Results: Forty-three studies representing the views of 633 participants - 325 CYP with chronic pain and 308 of their family members - were included. Moderate and severe children’s chronic pain had wide-ranging adverse impacts on the lives of CYP and all family members, often dominating family life, altering family dynamics and their wider social connections. Families worked hard to try to overcome these impacts. Parents and CYP with recent-onset chronic pain wanted objective, credible diagnoses and curative treatment. However, families found it difficult to access help from health services to achieve satisfactory pain management. Interactions with health professionals were frequently stressful; CYP’s experiences of living with pain were overlooked or their pain was disbelieved, and parents felt blamed for their child’s pain. Parents of younger children and of children with communication difficulties perceived that health professionals did not always recognise their expertise in assessing their child’s pain. Our novel theory of good chronic pain management and services describes a whole-system, biopsychosocial, family-centred pain management approach; it emphasises the impact of children and young people’s chronic pain on all aspects of family life and their social relationships and a core component is empathetic communication by health and social care professionals.
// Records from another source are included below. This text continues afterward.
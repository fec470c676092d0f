//! Constantes del motor.
//!
//! Valores por defecto de reintento de los flujos de mantenimiento:
//! tres intentos en total con una espera fija de cinco minutos.

use std::time::Duration;

/// Versión lógica del motor. Se registra en `RunInitialized` para poder
/// distinguir trazas producidas por versiones incompatibles.
pub const ENGINE_VERSION: &str = "D1.0";

/// Intentos totales por defecto (intento inicial + 2 reintentos).
pub const DEFAULT_MAX_ATTEMPTS: u32 = 3;

/// Espera fija por defecto entre intentos.
pub const DEFAULT_RETRY_DELAY: Duration = Duration::from_secs(5 * 60);

/// Tope para backoff exponencial cuando no se indica otro.
pub const DEFAULT_MAX_BACKOFF: Duration = Duration::from_secs(30 * 60);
Discussion: Findings highlight that children’s chronic pain management should be integrated with support in the community and reframed as biopsychosocial health and social care tailored for children, which considers the needs of the entire family and the impact on the family life. There is currently no clear clinical care pathway for children’s chronic pain management, few specialist pain services, and a lack of high-quality evidence to underpin clinical guidelines.
To improve children’s chronic pain management we need: increased availability and accessibility of specialist multidisciplinary pain management for children with complex chronic pain problems; improved education in children’s chronic pain assessment and management for trainee and qualified healthcare professionals; clear clinical care pathways; and development and testing of a triage approach to make sure that CYP with chronic pain get the right care, at the right time, from the right service.
Conclusions: Future high-quality research is urgently needed to investigate safe, effective treatments in order to advance children’s chronic pain management and to explore how to better support families’ psychosocial needs.
France E, Noyes J, Forbat L, Uny DI, Jordan A, Caes L, Turley R. (2022) A meta-ethnography of how children and young people with chronic non-cancer pain and their families experience and understand their condition, pain services, and treatments (Protocol). Cochrane Database of Systematic Reviews, Issue 7. Art. No.: CD014873. DOI: 10.1002/14651858.CD014873.